#### Instructions for the task:
Return all lines from the listing below in which the string "Synthesizer" occurs.

#### Material for this task:
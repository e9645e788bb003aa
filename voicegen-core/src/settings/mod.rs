pub mod config;
pub mod credential;
pub mod manager;

pub use config::{ElevenLabsSettings, OutputSettings, Settings};
pub use credential::Credential;
pub use manager::SettingsManager;
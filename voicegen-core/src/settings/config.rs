use serde::{Deserialize, Serialize};
use std::path::PathBuf;

pub const DEFAULT_BASE_URL: &str = "https://api.elevenlabs.io";
pub const DEFAULT_MODEL_ID: &str = "eleven_monolingual_v1";

#[derive(Debug, Clone, Serialize, Deserialize, PartialEq, Eq)]
pub struct ElevenLabsSettings {
    /// Used when `ELEVEN_API_KEY` is not set in the environment
    #[serde(default)]
    pub api_key: Option<String>,

    #[serde(default = "default_base_url")]
    pub base_url: String,

    /// Model every synthesis request is issued against
    #[serde(default = "default_model_id")]
    pub model_id: String,
}

impl Default for ElevenLabsSettings {
    fn default() -> Self {
        Self {
            api_key: None,
            base_url: default_base_url(),
            model_id: default_model_id(),
        }
    }
}

#[derive(Debug, Clone, Serialize, Deserialize, PartialEq, Eq)]
pub struct OutputSettings {
    /// Directory saved audio is written to. Defaults to the working directory.
    #[serde(default)]
    pub directory: Option<PathBuf>,

    #[serde(default = "default_use_colors")]
    pub use_colors: bool,
}

impl Default for OutputSettings {
    fn default() -> Self {
        Self {
            directory: None,
            use_colors: default_use_colors(),
        }
    }
}

#[derive(Debug, Clone, Serialize, Deserialize, Default, PartialEq, Eq)]
pub struct Settings {
    #[serde(default)]
    pub elevenlabs: ElevenLabsSettings,

    #[serde(default)]
    pub output: OutputSettings,
}

impl Settings {
    pub fn output_dir(&self) -> PathBuf {
        self.output
            .directory
            .clone()
            .unwrap_or_else(|| PathBuf::from("."))
    }
}

fn default_base_url() -> String {
    DEFAULT_BASE_URL.to_string()
}

fn default_model_id() -> String {
    DEFAULT_MODEL_ID.to_string()
}

fn default_use_colors() -> bool {
    true
}
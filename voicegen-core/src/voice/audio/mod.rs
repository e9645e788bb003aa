//! Local audio playback for synthesized speech

#[cfg(feature = "playback")]
pub mod decode;
#[cfg(feature = "playback")]
pub mod playback;

use anyhow::Result;
use async_trait::async_trait;

use super::tts::types::AudioBuffer;

/// Plays encoded audio on a local output device.
///
/// Output streams are tied to the thread that opened them, so futures from
/// this trait are not `Send`.
#[async_trait(?Send)]
pub trait Player {
    /// Resolves once the whole clip has been rendered
    async fn play(&self, audio: &AudioBuffer) -> Result<()>;
}
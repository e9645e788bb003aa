use anyhow::Result;
use clap::Parser;
use std::path::PathBuf;
use tracing::info;
use tracing_subscriber::layer::SubscriberExt;
use tracing_subscriber::util::SubscriberInitExt;
use tracing_subscriber::EnvFilter;

mod interactive_app;

use crate::interactive_app::InteractiveApp;

#[derive(Parser, Debug)]
#[command(name = "voicegen")]
#[command(version = env!("CARGO_PKG_VERSION"))]
#[command(about = "voicegen - ElevenLabs text-to-speech from the terminal")]
struct Args {
    /// Load settings from a specific file instead of ~/.voicegen/settings.toml
    #[arg(long, value_name = "PATH")]
    settings: Option<PathBuf>,

    /// Disable colored output
    #[arg(long)]
    no_color: bool,
}

fn main() -> Result<()> {
    setup_tracing()?;

    let runtime = tokio::runtime::Builder::new_current_thread()
        .enable_all()
        .build()?;

    runtime.block_on(async {
        let local = tokio::task::LocalSet::new();
        local.run_until(async_main()).await
    })
}

async fn async_main() -> Result<()> {
    let args = Args::parse();

    info!(
        "CLI startup: settings={:?}, no_color={}",
        args.settings, args.no_color
    );

    let mut app = InteractiveApp::new(args.settings, args.no_color)?;
    app.run().await;

    Ok(())
}

fn setup_tracing() -> Result<()> {
    use std::fs;
    use tracing_subscriber::fmt;

    // Create trace directory in user's home
    let home = std::env::var("HOME").unwrap_or_else(|_| "/tmp".to_string());
    let trace_dir = PathBuf::from(home).join(".voicegen").join("trace");
    fs::create_dir_all(&trace_dir)?;

    let log_file = trace_dir.join("voicegen.log");
    let file = std::fs::OpenOptions::new()
        .create(true)
        .append(true)
        .open(&log_file)?;

    let filter = EnvFilter::try_from_default_env().unwrap_or_else(|_| EnvFilter::new("info"));

    // The terminal belongs to the menu, so traces only go to the file
    tracing_subscriber::registry()
        .with(
            fmt::layer()
                .with_writer(file)
                .with_ansi(false)
                .with_target(true)
                .with_file(true)
                .with_line_number(true),
        )
        .with(filter)
        .init();

    info!("Tracing initialized to {:?}", log_file);
    Ok(())
}
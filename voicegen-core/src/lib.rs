pub mod formatter;
pub mod menu;
pub mod settings;
pub mod voice;

// Public library API
pub use formatter::{Formatter, TerminalFormatter};
pub use menu::{Menu, MenuState, Prompter, VoiceServices};
pub use settings::{Credential, Settings, SettingsManager};
pub use voice::audio::Player;
pub use voice::tts::{
    AudioBuffer, ElevenLabs, ElevenLabsConfig, SynthesisRequest, Synthesizer, Voice, VoiceAdmin,
    VoiceDirectory, VoiceError,
};
use async_trait::async_trait;

use super::error::VoiceError;
use super::types::{AudioBuffer, SynthesisRequest, Voice};

/// Lists the voices available to the current credential
#[async_trait]
pub trait VoiceDirectory: Send + Sync {
    /// Voices in the order the provider returns them
    async fn list_voices(&self) -> Result<Vec<Voice>, VoiceError>;
}

/// Converts text into encoded audio
#[async_trait]
pub trait Synthesizer: Send + Sync {
    async fn synthesize(&self, request: &SynthesisRequest) -> Result<AudioBuffer, VoiceError>;
}

/// Voice management operations
#[async_trait]
pub trait VoiceAdmin: Send + Sync {
    async fn rename_voice(&self, voice_id: &str, new_name: &str) -> Result<(), VoiceError>;
}
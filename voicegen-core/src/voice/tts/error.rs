use thiserror::Error;

#[derive(Error, Debug)]
pub enum VoiceError {
    #[error("request failed: {0}")]
    Http(#[from] reqwest::Error),

    #[error("ElevenLabs API error {status}: {body}")]
    Api { status: u16, body: String },

    #[error("failed to parse response: {0}")]
    Decode(#[from] serde_json::Error),

    #[error("synthesis returned no audio")]
    EmptyAudio,

    #[error("voice name cannot be empty")]
    EmptyName,
}
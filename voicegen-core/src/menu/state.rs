use strum::{Display, EnumIter, IntoEnumIterator};

use crate::voice::tts::types::Voice;

/// Where the menu is. Every step consumes one state and yields the next.
#[derive(Debug, Clone, PartialEq, Eq)]
pub enum MenuState {
    MainMenu,
    /// Pick a voice, then move on to text entry
    GenerateSpeech,
    /// Repeatedly read text for `voice` until `back`
    EnterText { voice: Voice },
    EditVoice,
    Exit,
}

#[derive(Debug, Clone, Copy, PartialEq, Eq, EnumIter, Display)]
pub enum MainMenuOption {
    #[strum(to_string = "Generate Speech")]
    GenerateSpeech,
    #[strum(to_string = "Edit Voice Name")]
    EditVoiceName,
    #[strum(to_string = "Quit")]
    Quit,
}

impl MainMenuOption {
    /// Parse a 1-based menu number
    pub fn parse(input: &str) -> Option<Self> {
        let number: usize = input.trim().parse().ok()?;
        Self::iter().nth(number.checked_sub(1)?)
    }

    pub fn count() -> usize {
        Self::iter().count()
    }
}
//! Error types for project_showcase

use showcase_common::RecordError;
use thiserror::Error;

/// Unified error type for project_showcase operations
#[derive(Debug, Error)]
pub enum ShowcaseError {
    /// HTTP request failed (connection refused, DNS, TLS, ...)
    #[error("Network error: {0}")]
    Network(#[from] reqwest::Error),
    /// HTTP error status code
    #[error("HTTP error: {0}")]
    HttpStatus(reqwest::StatusCode),
    /// Failed to serialize records for storage
    #[error("Serialization error: {0}")]
    Serialize(#[from] serde_json::Error),
    /// Stored or fetched body is not a valid project collection
    #[error("{0}")]
    Record(#[from] RecordError),
    /// Templates failed to compile
    #[error("Template error: {0}")]
    Template(String),
    /// Template rendering failed
    #[error("Render error: {0}")]
    Render(#[from] handlebars::RenderError),
    /// Storage file could not be read or written
    #[error("I/O error: {0}")]
    Io(#[from] std::io::Error),
}

/// Result alias for project_showcase operations
pub type Result<T> = std::result::Result<T, ShowcaseError>;
//! Project cache repository
//!
//! Typed access to the single `projects` key so callers never touch the
//! underlying storage directly. The collection is always written whole.

use crate::error::Result;
use crate::storage::KeyValueStorage;
use showcase_common::{parse_records, ProjectRecord};
use std::sync::Arc;

/// Storage key holding the serialized project list
pub const PROJECTS_KEY: &str = "projects";

/// Load/save the cached project collection
#[derive(Clone)]
pub struct ProjectRepository {
    storage: Arc<dyn KeyValueStorage>,
}

impl ProjectRepository {
    pub fn new(storage: Arc<dyn KeyValueStorage>) -> Self {
        Self { storage }
    }

    /// Read the cached collection.
    ///
    /// Returns `Ok(None)` when nothing is stored (or the stored value is an
    /// empty string) and an error when the stored value is unreadable or not
    /// a valid collection.
    pub fn load(&self) -> Result<Option<Vec<ProjectRecord>>> {
        match self.raw()? {
            Some(json) => Ok(Some(parse_records(&json)?)),
            None => Ok(None),
        }
    }

    /// Replace the cached collection with `projects`
    pub fn save(&self, projects: &[ProjectRecord]) -> Result<()> {
        let json = serde_json::to_string(projects)?;
        self.storage.set_item(PROJECTS_KEY, &json)?;
        log::debug!("Saved {} projects to cache", projects.len());
        Ok(())
    }

    /// True when no collection is stored yet
    pub fn is_unset(&self) -> Result<bool> {
        Ok(self.raw()?.is_none())
    }

    /// Drop the cached collection
    pub fn clear(&self) -> Result<()> {
        self.storage.remove_item(PROJECTS_KEY)
    }

    fn raw(&self) -> Result<Option<String>> {
        Ok(self
            .storage
            .get_item(PROJECTS_KEY)?
            .filter(|value| !value.is_empty()))
    }
}

#[cfg(test)]
mod tests {
    use super::*;
    use crate::error::ShowcaseError;
    use crate::storage::MemoryStorage;

    fn repository() -> (ProjectRepository, Arc<MemoryStorage>) {
        let storage = Arc::new(MemoryStorage::new());
        (ProjectRepository::new(storage.clone()), storage)
    }

    #[test]
    fn test_load_absent() {
        let (repo, _storage) = repository();
        assert!(repo.load().unwrap().is_none());
        assert!(repo.is_unset().unwrap());
    }

    #[test]
    fn test_empty_string_counts_as_unset() {
        let (repo, storage) = repository();
        storage.set_item(PROJECTS_KEY, "").unwrap();

        assert!(repo.load().unwrap().is_none());
        assert!(repo.is_unset().unwrap());
    }

    #[test]
    fn test_save_then_load() {
        let (repo, _storage) = repository();
        let projects = vec![
            ProjectRecord::new("A", "a.png", "a", "first", "https://a"),
            ProjectRecord::new("B", "b.png", "b", "second", "https://b"),
        ];

        repo.save(&projects).unwrap();

        assert_eq!(repo.load().unwrap(), Some(projects));
        assert!(!repo.is_unset().unwrap());
    }

    #[test]
    fn test_save_replaces_whole_collection() {
        let (repo, _storage) = repository();
        repo.save(&[
            ProjectRecord::new("A", "a", "a", "a", "a"),
            ProjectRecord::new("B", "b", "b", "b", "b"),
        ])
        .unwrap();

        repo.save(&[ProjectRecord::new("C", "c", "c", "c", "c")])
            .unwrap();

        let loaded = repo.load().unwrap().unwrap();
        assert_eq!(loaded.len(), 1);
        assert_eq!(loaded[0].title, "C");
    }

    #[test]
    fn test_load_corrupted() {
        let (repo, storage) = repository();
        storage.set_item(PROJECTS_KEY, "{not json").unwrap();

        assert!(matches!(repo.load(), Err(ShowcaseError::Record(_))));
        // Corrupted data is still "set"
        assert!(!repo.is_unset().unwrap());
    }

    #[test]
    fn test_clear() {
        let (repo, _storage) = repository();
        repo.save(&[ProjectRecord::new("A", "a", "a", "a", "a")])
            .unwrap();

        repo.clear().unwrap();
        assert!(repo.is_unset().unwrap());
    }
}
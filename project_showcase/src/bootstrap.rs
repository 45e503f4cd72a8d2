//! First-run cache seeding

use crate::error::Result;
use crate::repository::ProjectRepository;
use showcase_common::ProjectRecord;

/// The three projects a fresh cache starts with
pub fn sample_projects() -> Vec<ProjectRecord> {
    vec![
        ProjectRecord::new(
            "Ray Tracer Project",
            "ray_tracer.png",
            "3D rendered scene showing light reflection and shadow effects",
            "Developed a comprehensive raytracer from scratch in C++, implementing core rendering \
             features including shadow computation, reflection handling, and geometric primitive \
             intersection calculations.",
            "https://github.com/liuziyue141/RayTracerProject",
        ),
        ProjectRecord::new(
            "Codename",
            "codename.avif",
            "Screenshot of Codename game interface showing word grid",
            "A strategic word-guessing party game built with React frontend and Node.js backend. \
             Implemented Socket.IO for real-time gameplay features.",
            "https://github.com/liuziyue141/codename",
        ),
        ProjectRecord::new(
            "Intent Classification Using BERT",
            "pa4.ppm",
            "Contrastive learning diagram",
            "Led an NLP project analyzing Amazon's intent dataset using BERT and advanced \
             contrastive learning approaches, achieving 88% accuracy on intent classification.",
            "/CSE_151B___PA4___Report.pdf",
        ),
    ]
}

/// Store the sample projects if the cache has never been set.
///
/// Existing contents, valid or not, are left alone. Returns whether the
/// cache was seeded.
pub fn seed_sample_projects(repository: &ProjectRepository) -> Result<bool> {
    if !repository.is_unset()? {
        log::debug!("Project cache already populated, skipping seed");
        return Ok(false);
    }

    let samples = sample_projects();
    repository.save(&samples)?;
    log::info!("Seeded project cache with {} sample projects", samples.len());
    Ok(true)
}
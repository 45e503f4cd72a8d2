//! Full showcase page

use crate::error::Result;
use crate::templates::{self, PAGE_TEMPLATE};
use serde::Serialize;

/// Id of the button bound to the local loader
pub const LOAD_LOCAL_BUTTON_ID: &str = "load-local-btn";
/// Id of the button bound to the remote loader
pub const LOAD_REMOTE_BUTTON_ID: &str = "load-remote-btn";

#[derive(Serialize)]
struct PageContext<'a> {
    projects: &'a str,
}

/// Render the page around already-rendered container markup
pub fn render_page(container_html: &str) -> Result<String> {
    templates::render(
        PAGE_TEMPLATE,
        &PageContext {
            projects: container_html,
        },
    )
}
//! Persistent key-value storage
//!
//! The browser-style `getItem`/`setItem` surface the project cache sits on.
//! [`FileStorage`] keeps every key as a JSON file in a data directory,
//! [`MemoryStorage`] keeps values in a map for tests and embedding.

use crate::error::Result;
use std::collections::HashMap;
use std::io::ErrorKind;
use std::path::{Path, PathBuf};
use std::sync::Mutex;

/// String key-value store with synchronous access
pub trait KeyValueStorage: Send + Sync {
    /// Read the raw value for `key`, `None` if it was never set
    fn get_item(&self, key: &str) -> Result<Option<String>>;

    /// Replace the value for `key`
    fn set_item(&self, key: &str, value: &str) -> Result<()>;

    /// Remove `key`; removing an absent key is not an error
    fn remove_item(&self, key: &str) -> Result<()>;
}

/// File-backed storage, one `<key>.json` file per key
pub struct FileStorage {
    dir: PathBuf,
}

impl FileStorage {
    /// Create storage rooted at `dir`, creating the directory if needed
    pub fn new(dir: &Path) -> Self {
        if let Err(e) = std::fs::create_dir_all(dir) {
            log::warn!("Failed to create storage directory: {}", e);
        } else {
            log::info!("Storage directory: {:?}", dir);
        }

        Self {
            dir: dir.to_path_buf(),
        }
    }

    /// Directory the storage files live in
    pub fn dir(&self) -> &Path {
        &self.dir
    }

    fn path(&self, key: &str) -> PathBuf {
        self.dir.join(format!("{}.json", key))
    }
}

impl KeyValueStorage for FileStorage {
    fn get_item(&self, key: &str) -> Result<Option<String>> {
        match std::fs::read_to_string(self.path(key)) {
            Ok(value) => {
                log::debug!("Storage hit for key: {}", key);
                Ok(Some(value))
            }
            Err(e) if e.kind() == ErrorKind::NotFound => Ok(None),
            Err(e) => Err(e.into()),
        }
    }

    fn set_item(&self, key: &str, value: &str) -> Result<()> {
        std::fs::create_dir_all(&self.dir)?;

        // Write then rename so readers never observe a half-written file
        let tmp = self.dir.join(format!("{}.json.tmp", key));
        std::fs::write(&tmp, value)?;
        std::fs::rename(&tmp, self.path(key))?;

        log::debug!("Stored {} bytes under key: {}", value.len(), key);
        Ok(())
    }

    fn remove_item(&self, key: &str) -> Result<()> {
        match std::fs::remove_file(self.path(key)) {
            Ok(()) => Ok(()),
            Err(e) if e.kind() == ErrorKind::NotFound => Ok(()),
            Err(e) => Err(e.into()),
        }
    }
}

/// In-memory storage
#[derive(Default)]
pub struct MemoryStorage {
    items: Mutex<HashMap<String, String>>,
}

impl MemoryStorage {
    pub fn new() -> Self {
        Self::default()
    }
}

impl KeyValueStorage for MemoryStorage {
    fn get_item(&self, key: &str) -> Result<Option<String>> {
        let items = self.items.lock().unwrap_or_else(|e| e.into_inner());
        Ok(items.get(key).cloned())
    }

    fn set_item(&self, key: &str, value: &str) -> Result<()> {
        let mut items = self.items.lock().unwrap_or_else(|e| e.into_inner());
        items.insert(key.to_string(), value.to_string());
        Ok(())
    }

    fn remove_item(&self, key: &str) -> Result<()> {
        let mut items = self.items.lock().unwrap_or_else(|e| e.into_inner());
        items.remove(key);
        Ok(())
    }
}
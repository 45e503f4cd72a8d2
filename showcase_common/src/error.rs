//! Error types for project record parsing and validation

use thiserror::Error;

/// Reasons a serialized project collection is rejected
#[derive(Debug, Error)]
pub enum RecordError {
    /// Body is not a JSON array of objects
    #[error("invalid JSON: {0}")]
    Json(#[from] serde_json::Error),
    /// A required field is absent or null
    #[error("project {index}: missing field `{field}`")]
    MissingField { index: usize, field: &'static str },
    /// A field that must carry text is empty or whitespace
    #[error("project {index}: field `{field}` is blank")]
    BlankField { index: usize, field: &'static str },
}
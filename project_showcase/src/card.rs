//! `<project-card>` display element
//!
//! A card is created empty, populated through [`ProjectCard::set_project`]
//! and re-rendered when connected to a container. Its content lives in a
//! declarative open shadow root so host-page styles cannot leak in or out.

use crate::error::Result;
use crate::templates::{self, CARD_TEMPLATE, PROJECT_CARD_TEMPLATE};
use serde::Serialize;
use showcase_common::ProjectRecord;

/// Tag name the element is registered under
pub const CARD_TAG: &str = "project-card";

/// Label of the card's link
pub const LINK_LABEL: &str = "View Project";

#[derive(Serialize)]
#[serde(rename_all = "camelCase")]
struct CardContext<'a> {
    #[serde(flatten)]
    project: &'a ProjectRecord,
    link_label: &'a str,
}

#[derive(Serialize)]
struct HostContext<'a> {
    content: Option<&'a str>,
}

/// Render the shadow root markup for one project.
///
/// Pure: the same record always yields the same markup.
pub fn render_card(project: &ProjectRecord) -> Result<String> {
    templates::render(
        CARD_TEMPLATE,
        &CardContext {
            project,
            link_label: LINK_LABEL,
        },
    )
}

/// One project card
#[derive(Debug, Clone, Default)]
pub struct ProjectCard {
    project: Option<ProjectRecord>,
    shadow_root: Option<String>,
}

impl ProjectCard {
    pub fn new() -> Self {
        Self::default()
    }

    /// Set the card's data and re-render
    pub fn set_project(&mut self, project: ProjectRecord) {
        self.project = Some(project);
        self.render();
    }

    pub fn project(&self) -> Option<&ProjectRecord> {
        self.project.as_ref()
    }

    /// Called when the card is attached to a container
    pub fn connected(&mut self) {
        self.render();
    }

    /// Rendered shadow root markup, `None` until data is set
    pub fn content(&self) -> Option<&str> {
        self.shadow_root.as_deref()
    }

    fn render(&mut self) {
        let Some(project) = &self.project else {
            return;
        };
        match render_card(project) {
            Ok(markup) => self.shadow_root = Some(markup),
            Err(e) => log::error!("Failed to render card {:?}: {}", project.title, e),
        }
    }

    /// The host element including its shadow root
    pub fn to_html(&self) -> Result<String> {
        templates::render(
            PROJECT_CARD_TEMPLATE,
            &HostContext {
                content: self.content(),
            },
        )
    }
}

#[cfg(test)]
#[path = "card_tests.rs"]
mod tests;
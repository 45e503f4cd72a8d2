//! Project record model and validation
//!
//! Collections are parsed into [`RawProjectRecord`] first so that absent
//! fields can be reported by name, then converted one by one into the strict
//! [`ProjectRecord`]. One bad record rejects the whole collection.

use crate::error::RecordError;
use serde::{Deserialize, Serialize};

/// One showcased project
#[derive(Debug, Clone, PartialEq, Eq, Serialize, Deserialize)]
#[serde(rename_all = "camelCase")]
pub struct ProjectRecord {
    pub title: String,
    pub image_url: String,
    pub alt_text: String,
    pub description: String,
    pub link: String,
}

/// Project record as found on the wire, before validation
#[derive(Debug, Clone, Default, Deserialize)]
#[serde(rename_all = "camelCase")]
pub struct RawProjectRecord {
    #[serde(default)]
    pub title: Option<String>,
    #[serde(default)]
    pub image_url: Option<String>,
    #[serde(default)]
    pub alt_text: Option<String>,
    #[serde(default)]
    pub description: Option<String>,
    #[serde(default)]
    pub link: Option<String>,
}

impl ProjectRecord {
    pub fn new(
        title: impl Into<String>,
        image_url: impl Into<String>,
        alt_text: impl Into<String>,
        description: impl Into<String>,
        link: impl Into<String>,
    ) -> Self {
        Self {
            title: title.into(),
            image_url: image_url.into(),
            alt_text: alt_text.into(),
            description: description.into(),
            link: link.into(),
        }
    }
}

impl RawProjectRecord {
    /// Validate into a strict record. `index` is the position in the
    /// collection and only used for error reporting.
    pub fn validate(self, index: usize) -> Result<ProjectRecord, RecordError> {
        let title = required(self.title, index, "title")?;
        let image_url = required(self.image_url, index, "imageUrl")?;
        let alt_text = required(self.alt_text, index, "altText")?;
        let description = required(self.description, index, "description")?;
        let link = required(self.link, index, "link")?;

        if title.trim().is_empty() {
            return Err(RecordError::BlankField {
                index,
                field: "title",
            });
        }
        if link.trim().is_empty() {
            return Err(RecordError::BlankField {
                index,
                field: "link",
            });
        }

        Ok(ProjectRecord {
            title,
            image_url,
            alt_text,
            description,
            link,
        })
    }
}

fn required(
    value: Option<String>,
    index: usize,
    field: &'static str,
) -> Result<String, RecordError> {
    value.ok_or(RecordError::MissingField { index, field })
}

/// Parse a JSON array of project records, validating every entry.
///
/// A literal `null` is read as an empty collection.
pub fn parse_records(json: &str) -> Result<Vec<ProjectRecord>, RecordError> {
    let raw: Vec<RawProjectRecord> =
        serde_json::from_str::<Option<Vec<_>>>(json)?.unwrap_or_default();
    let records = raw
        .into_iter()
        .enumerate()
        .map(|(index, record)| record.validate(index))
        .collect::<Result<Vec<_>, _>>()?;

    log::debug!("Parsed {} project records", records.len());
    Ok(records)
}

#[cfg(test)]
#[path = "record_tests.rs"]
mod tests;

#### Answer for this exercise:
    AudioBuffer, ElevenLabs, ElevenLabsConfig, SynthesisRequest, Synthesizer, Voice, VoiceAdmin,
pub trait Synthesizer: Send + Sync {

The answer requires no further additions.